GusDur : Orang Islam, Bukan Golongan Islam 9 May 2007
Posted by feryindrawan in Budaya, Health, LifeStyle.16 comments
Benturan antar ”kebenaran” terjadi saat orang-orang berani mengambil-alih jabatan Tuhan, fungsi Tuhan, dan kerjaan Tuhan. Padahal, dalam ajaran tauhid, urusan kebenaran adalah hak prerogratif Tuhan.
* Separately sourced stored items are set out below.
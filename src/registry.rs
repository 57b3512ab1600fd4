//! Keyed map of shared status managers with lazy creation and
//! self-removing entries.

use std::{
    collections::HashMap,
    sync::{Arc, Weak},
};

use parking_lot::Mutex;

use crate::types::StatusKey;

struct Entry<M> {
    id: u64,
    manager: Arc<M>,
}

struct RegistryMap<M> {
    next_id: u64,
    entries: HashMap<StatusKey, Entry<M>>,
}

/// Back-reference a manager uses to remove itself on destroy. Removal only
/// succeeds while the map still holds this exact manager, so a stale manager
/// can never evict its replacement.
pub(crate) struct RegistrySlot<M> {
    key: StatusKey,
    id: u64,
    map: Weak<Mutex<RegistryMap<M>>>,
}

impl<M> RegistrySlot<M> {
    pub(crate) fn key(&self) -> &StatusKey {
        &self.key
    }

    pub(crate) fn detach(&self) -> bool {
        let Some(map) = self.map.upgrade() else {
            return false;
        };
        let mut map = map.lock();
        match map.entries.get(&self.key) {
            Some(entry) if entry.id == self.id => {
                map.entries.remove(&self.key);
                true
            }
            _ => false,
        }
    }
}

/// Lock order: the registry map is always taken before a manager's own
/// state, never the other way around.
pub(crate) struct ManagerRegistry<M> {
    map: Arc<Mutex<RegistryMap<M>>>,
}

impl<M> Default for ManagerRegistry<M> {
    fn default() -> Self {
        Self {
            map: Arc::new(Mutex::new(RegistryMap {
                next_id: 0,
                entries: HashMap::new(),
            })),
        }
    }
}

impl<M> ManagerRegistry<M> {
    pub(crate) fn new() -> Self {
        Self::default()
    }

    /// Attach to the live manager for `key`, or build a fresh one.
    ///
    /// `attach` returns `None` when the existing manager is already
    /// destroyed but not yet detached; it is then replaced. `create` builds
    /// a manager that already counts the caller as attached.
    pub(crate) fn acquire_with<R>(
        &self,
        key: &StatusKey,
        attach: impl FnOnce(&Arc<M>) -> Option<R>,
        create: impl FnOnce(RegistrySlot<M>) -> (Arc<M>, R),
    ) -> R {
        let mut map = self.map.lock();
        if let Some(entry) = map.entries.get(key) {
            if let Some(attached) = attach(&entry.manager) {
                return attached;
            }
            tracing::debug!(target = "live_status::registry", key = %key, "replacing destroyed manager");
        }

        map.next_id += 1;
        let id = map.next_id;
        let slot = RegistrySlot {
            key: key.clone(),
            id,
            map: Arc::downgrade(&self.map),
        };
        let (manager, attached) = create(slot);
        map.entries.insert(key.clone(), Entry { id, manager });
        attached
    }

    pub(crate) fn get(&self, key: &StatusKey) -> Option<Arc<M>> {
        self.map
            .lock()
            .entries
            .get(key)
            .map(|entry| entry.manager.clone())
    }

    pub(crate) fn contains(&self, key: &StatusKey) -> bool {
        self.map.lock().entries.contains_key(key)
    }

    pub(crate) fn len(&self) -> usize {
        self.map.lock().entries.len()
    }

    pub(crate) fn keys(&self) -> Vec<StatusKey> {
        let mut keys: Vec<StatusKey> = self.map.lock().entries.keys().cloned().collect();
        keys.sort();
        keys
    }
}

#[cfg(test)]
mod tests {
    use std::sync::Arc;

    use super::{ManagerRegistry, RegistrySlot};
    use crate::types::StatusKey;

    struct Fake {
        slot: RegistrySlot<Fake>,
        live: bool,
    }

    fn acquire(reg: &ManagerRegistry<Fake>, key: &StatusKey, live: bool) -> Arc<Fake> {
        reg.acquire_with(
            key,
            |m| m.live.then(|| m.clone()),
            |slot| {
                let m = Arc::new(Fake { slot, live });
                (m.clone(), m)
            },
        )
    }

    #[test]
    fn lazily_creates_and_reuses() {
        let reg = ManagerRegistry::new();
        let key = StatusKey::new("c:t");
        let a = acquire(&reg, &key, true);
        let b = acquire(&reg, &key, true);
        assert!(Arc::ptr_eq(&a, &b));
        assert_eq!(reg.len(), 1);
        assert_eq!(a.slot.key(), &key);
    }

    #[test]
    fn detach_removes_only_own_entry() {
        let reg = ManagerRegistry::new();
        let key = StatusKey::new("c:t");
        let dead = acquire(&reg, &key, false);
        let fresh = acquire(&reg, &key, true);
        assert!(!Arc::ptr_eq(&dead, &fresh));

        assert!(!dead.slot.detach());
        assert!(reg.contains(&key));
        assert!(fresh.slot.detach());
        assert!(!reg.contains(&key));
        assert!(reg.get(&key).is_none());
    }

    #[test]
    fn keys_are_sorted() {
        let reg = ManagerRegistry::new();
        acquire(&reg, &StatusKey::new("b"), true);
        acquire(&reg, &StatusKey::new("a"), true);
        assert_eq!(reg.keys(), vec![StatusKey::new("a"), StatusKey::new("b")]);
    }
}
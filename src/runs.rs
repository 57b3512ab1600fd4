//! Registry of active agent runs: at most one visible run per session id,
//! with message injection, advisory abort and wait-for-end.

use std::{collections::HashMap, sync::Arc, time::Duration};

use parking_lot::Mutex;
use serde::Serialize;
use tokio::sync::oneshot;

use crate::{
    config::RunRegistrySettings,
    events::{Event, EventEmitter},
};

/// Capabilities of one live agent execution, implemented by the execution
/// subsystem.
pub trait RunHandle: Send + Sync {
    /// Inject a message into the running turn. Must not block.
    fn queue_message(&self, text: &str);
    fn is_streaming(&self) -> bool;
    fn is_compacting(&self) -> bool;
    /// Signal the run to stop. Termination is observed via `clear`.
    fn abort(&self);
}

/// Why [`ActiveRunRegistry::queue_message`] refused a message.
#[derive(Debug, Clone, Copy, PartialEq, Eq, Serialize)]
#[serde(rename_all = "snake_case")]
pub enum QueueRejection {
    NoActiveRun,
    NotStreaming,
    Compacting,
}

impl QueueRejection {
    pub fn as_str(self) -> &'static str {
        match self {
            QueueRejection::NoActiveRun => "no_active_run",
            QueueRejection::NotStreaming => "not_streaming",
            QueueRejection::Compacting => "compacting",
        }
    }
}

fn same_handle(a: &Arc<dyn RunHandle>, b: &Arc<dyn RunHandle>) -> bool {
    std::ptr::addr_eq(Arc::as_ptr(a), Arc::as_ptr(b))
}

struct Waiter {
    id: u64,
    tx: oneshot::Sender<bool>,
}

/// Removes a `wait_for_end` waiter however the wait ends. A no-op after
/// `clear` already drained it.
struct WaiterGuard<'a> {
    registry: &'a ActiveRunRegistry,
    session_id: &'a str,
    id: u64,
}

impl Drop for WaiterGuard<'_> {
    fn drop(&mut self) {
        self.registry.remove_waiter(self.session_id, self.id);
    }
}

#[derive(Default)]
struct RunState {
    runs: HashMap<String, Arc<dyn RunHandle>>,
    /// session key -> session id of the current run.
    session_keys: HashMap<String, String>,
    waiters: HashMap<String, Vec<Waiter>>,
    next_waiter_id: u64,
}

pub struct ActiveRunRegistry {
    state: Mutex<RunState>,
    settings: RunRegistrySettings,
    events: EventEmitter,
}

impl Default for ActiveRunRegistry {
    fn default() -> Self {
        Self::new(RunRegistrySettings::default(), EventEmitter::disabled())
    }
}

impl ActiveRunRegistry {
    pub fn new(settings: RunRegistrySettings, events: EventEmitter) -> Self {
        Self {
            state: Mutex::new(RunState::default()),
            settings,
            events,
        }
    }

    /// Register the run for `session_id`. A previous handle is replaced,
    /// never aborted.
    pub fn register(
        &self,
        session_id: &str,
        handle: Arc<dyn RunHandle>,
        session_key: Option<&str>,
    ) {
        let replaced = {
            let mut state = self.state.lock();
            if let Some(key) = session_key {
                state
                    .session_keys
                    .insert(key.to_string(), session_id.to_string());
            }
            state.runs.insert(session_id.to_string(), handle).is_some()
        };

        tracing::debug!(target = "live_status::runs", session_id, session_key = ?session_key, replaced, "run registered");
        self.events.emit(Event::RunRegistered {
            session_id,
            session_key,
            replaced,
        });
    }

    fn handle(&self, session_id: &str) -> Option<Arc<dyn RunHandle>> {
        self.state.lock().runs.get(session_id).cloned()
    }

    /// Inject `text` into the active run. Only accepted while the run is
    /// streaming and not compacting.
    pub fn queue_message(&self, session_id: &str, text: &str) -> bool {
        let reason = match self.handle(session_id) {
            None => QueueRejection::NoActiveRun,
            Some(handle) if !handle.is_streaming() => QueueRejection::NotStreaming,
            Some(handle) if handle.is_compacting() => QueueRejection::Compacting,
            Some(handle) => {
                handle.queue_message(text);
                tracing::debug!(target = "live_status::runs", session_id, chars = text.chars().count(), "message queued into active run");
                return true;
            }
        };

        tracing::debug!(target = "live_status::runs", session_id, reason = reason.as_str(), "queue message rejected");
        self.events.emit(Event::QueueRejected { session_id, reason });
        false
    }

    /// Ask the active run to stop. Does not wait; pair with
    /// [`ActiveRunRegistry::wait_for_end`] when ordering matters.
    pub fn abort(&self, session_id: &str) -> bool {
        let Some(handle) = self.handle(session_id) else {
            return false;
        };
        handle.abort();
        tracing::debug!(target = "live_status::runs", session_id, "abort requested");
        self.events.emit(Event::RunAbort { session_id });
        true
    }

    pub fn is_active(&self, session_id: &str) -> bool {
        self.state.lock().runs.contains_key(session_id)
    }

    pub fn is_streaming(&self, session_id: &str) -> bool {
        self.handle(session_id)
            .is_some_and(|handle| handle.is_streaming())
    }

    /// Current session id for a stable session key, if its run is still
    /// registered.
    pub fn resolve_active_session_id(&self, session_key: &str) -> Option<String> {
        let state = self.state.lock();
        let session_id = state.session_keys.get(session_key)?;
        state
            .runs
            .contains_key(session_id)
            .then(|| session_id.clone())
    }

    /// Remove the run and every session key aliasing it if `handle` is the
    /// one currently registered, and wake every waiter. A stale handle leaves
    /// the registry untouched.
    pub fn clear(&self, session_id: &str, handle: &Arc<dyn RunHandle>) -> bool {
        let waiters = {
            let mut state = self.state.lock();
            let matches = state
                .runs
                .get(session_id)
                .map(|current| same_handle(current, handle));
            match matches {
                Some(true) => {}
                Some(false) => {
                    drop(state);
                    tracing::debug!(target = "live_status::runs", session_id, "stale clear ignored");
                    self.events.emit(Event::StaleClear { session_id });
                    return false;
                }
                None => {
                    drop(state);
                    tracing::debug!(target = "live_status::runs", session_id, "clear for inactive session ignored");
                    return false;
                }
            }

            state.runs.remove(session_id);
            state.session_keys.retain(|_, id| id.as_str() != session_id);
            state.waiters.remove(session_id).unwrap_or_default()
        };

        let woken = waiters.len();
        for waiter in waiters {
            let _ = waiter.tx.send(true);
        }
        tracing::debug!(target = "live_status::runs", session_id, woken, "run cleared");
        self.events.emit(Event::RunCleared {
            session_id,
            waiters: woken,
        });
        true
    }

    /// Wait until the run for `session_id` is cleared. Resolves `true` at
    /// once when nothing is active, `false` when `timeout` elapses first.
    pub async fn wait_for_end(&self, session_id: &str, timeout: Duration) -> bool {
        let (id, rx) = {
            let mut state = self.state.lock();
            if !state.runs.contains_key(session_id) {
                return true;
            }
            state.next_waiter_id += 1;
            let id = state.next_waiter_id;
            let (tx, rx) = oneshot::channel();
            state
                .waiters
                .entry(session_id.to_string())
                .or_default()
                .push(Waiter { id, tx });
            (id, rx)
        };

        // Also covers the caller dropping this future before either outcome.
        let _waiter = WaiterGuard {
            registry: self,
            session_id,
            id,
        };
        match tokio::time::timeout(timeout, rx).await {
            Ok(Ok(ended)) => ended,
            Ok(Err(_)) => false,
            Err(_) => {
                tracing::debug!(target = "live_status::runs", session_id, timeout_ms = timeout.as_millis() as u64, "wait for run end timed out");
                false
            }
        }
    }

    /// [`ActiveRunRegistry::wait_for_end`] with the configured timeout.
    pub async fn wait_for_end_default(&self, session_id: &str) -> bool {
        self.wait_for_end(session_id, self.settings.wait_timeout())
            .await
    }

    fn remove_waiter(&self, session_id: &str, id: u64) {
        let mut state = self.state.lock();
        if let Some(waiters) = state.waiters.get_mut(session_id) {
            waiters.retain(|waiter| waiter.id != id);
            if waiters.is_empty() {
                state.waiters.remove(session_id);
            }
        }
    }

    pub fn waiter_count(&self, session_id: &str) -> usize {
        self.state
            .lock()
            .waiters
            .get(session_id)
            .map_or(0, Vec::len)
    }

    pub fn active_count(&self) -> usize {
        self.state.lock().runs.len()
    }

    pub fn active_session_ids(&self) -> Vec<String> {
        let mut ids: Vec<String> = self.state.lock().runs.keys().cloned().collect();
        ids.sort();
        ids
    }
}
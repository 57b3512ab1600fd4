use std::io::{self, Write};

use anyhow::Result;
use chrono::Utc;
use serde::Serialize;
use serde_json::{json, Value};
use tracing_subscriber::{fmt, EnvFilter};

use crate::{config::Config, runs::QueueRejection, types::StatusKey};

/// `RUST_LOG` wins over `--log-level`. Logs go to stderr so stdout stays
/// free for the simulator.
pub fn init_logging(cfg: &Config) -> Result<()> {
    let filter = EnvFilter::try_from_default_env()
        .or_else(|_| EnvFilter::try_new(&cfg.log_level))
        .unwrap_or_else(|_| EnvFilter::new("info"));
    let subscriber = fmt::Subscriber::builder()
        .with_env_filter(filter)
        .with_writer(io::stderr)
        .with_target(true)
        .finish();

    tracing::subscriber::set_global_default(subscriber)?;
    Ok(())
}

/// Which manager variant a status event came from.
#[derive(Debug, Clone, Copy, PartialEq, Eq, Serialize)]
#[serde(rename_all = "snake_case")]
pub enum StatusVariant {
    Text,
    Phase,
}

/// Lifecycle events of the registries, one JSON line each.
#[derive(Debug, Clone, Serialize)]
#[serde(tag = "type", rename_all = "snake_case")]
pub enum Event<'a> {
    RunRegistered {
        session_id: &'a str,
        session_key: Option<&'a str>,
        replaced: bool,
    },
    QueueRejected {
        session_id: &'a str,
        reason: QueueRejection,
    },
    RunAbort {
        session_id: &'a str,
    },
    StaleClear {
        session_id: &'a str,
    },
    RunCleared {
        session_id: &'a str,
        waiters: usize,
    },
    StatusDestroyed {
        key: &'a StatusKey,
        variant: StatusVariant,
        cleared: bool,
    },
}

impl Event<'_> {
    pub fn name(&self) -> &'static str {
        match self {
            Event::RunRegistered { .. } => "run_registered",
            Event::QueueRejected { .. } => "queue_rejected",
            Event::RunAbort { .. } => "run_abort",
            Event::StaleClear { .. } => "stale_clear",
            Event::RunCleared { .. } => "run_cleared",
            Event::StatusDestroyed { .. } => "status_destroyed",
        }
    }

    /// The event's fields plus `type` and an RFC3339 `ts`.
    pub fn to_line(&self) -> Value {
        let mut line = serde_json::to_value(self).unwrap_or_else(|_| json!({ "type": self.name() }));
        if let Some(fields) = line.as_object_mut() {
            fields.insert("ts".to_string(), Value::String(Utc::now().to_rfc3339()));
        }
        line
    }
}

/// Fire-and-forget diagnostic sink. Emits one JSON line per event on stderr
/// when enabled; never affects control flow.
#[derive(Clone, Debug, Default)]
pub struct EventEmitter {
    json_output: bool,
}

impl EventEmitter {
    pub fn new(json_output: bool) -> Self {
        Self { json_output }
    }

    /// An emitter that drops every event.
    pub fn disabled() -> Self {
        Self::new(false)
    }

    pub fn is_enabled(&self) -> bool {
        self.json_output
    }

    pub fn emit(&self, event: Event<'_>) {
        if !self.json_output {
            return;
        }
        let mut stderr = io::stderr().lock();
        let _ = writeln!(stderr, "{}", event.to_line());
    }
}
Demikian disampaikan KH Abdurrahman Wahid alias Gus Dur kepada Mohamad Guntur Romli dari Kajian Islam Utan Kayu (KIUK) di Radio 68H, Jakarta.
Keberagamaan umat Islam saat ini sering dikaitkan dengan radikalisme dan kekerasan. Apa yang salah menurut Gus Dur?
Saya rasa persoalannya adalah ketidakmengertian. Mereka yang melakukan kekerasan itu tidak mengerti bahwa Islam tidaklah terkait dengan kekerasan. Itu yang penting. Ajaran Islam yang sebenar-benarnya—saya tidak memihak paham mana pun, baik Ahlus Sunnah, Syi’ah, atau apapun—adalah tidak menyerang orang lain, tidak melakukan kekerasan, kecuali bila kita diusir dari rumah kita. Ini yang pokok. Kalau seseorang diusir dari rumahnya, berarti dia sudah kehilangan kehormatan dirinya, kehilangan keamanan dirinya, kehilangan keselamatan dirinya. Hanya dengan alasan itu kita boleh melakukan pembelaan.
Bagaimana cara menanggulangi radikalisme itu, Gus?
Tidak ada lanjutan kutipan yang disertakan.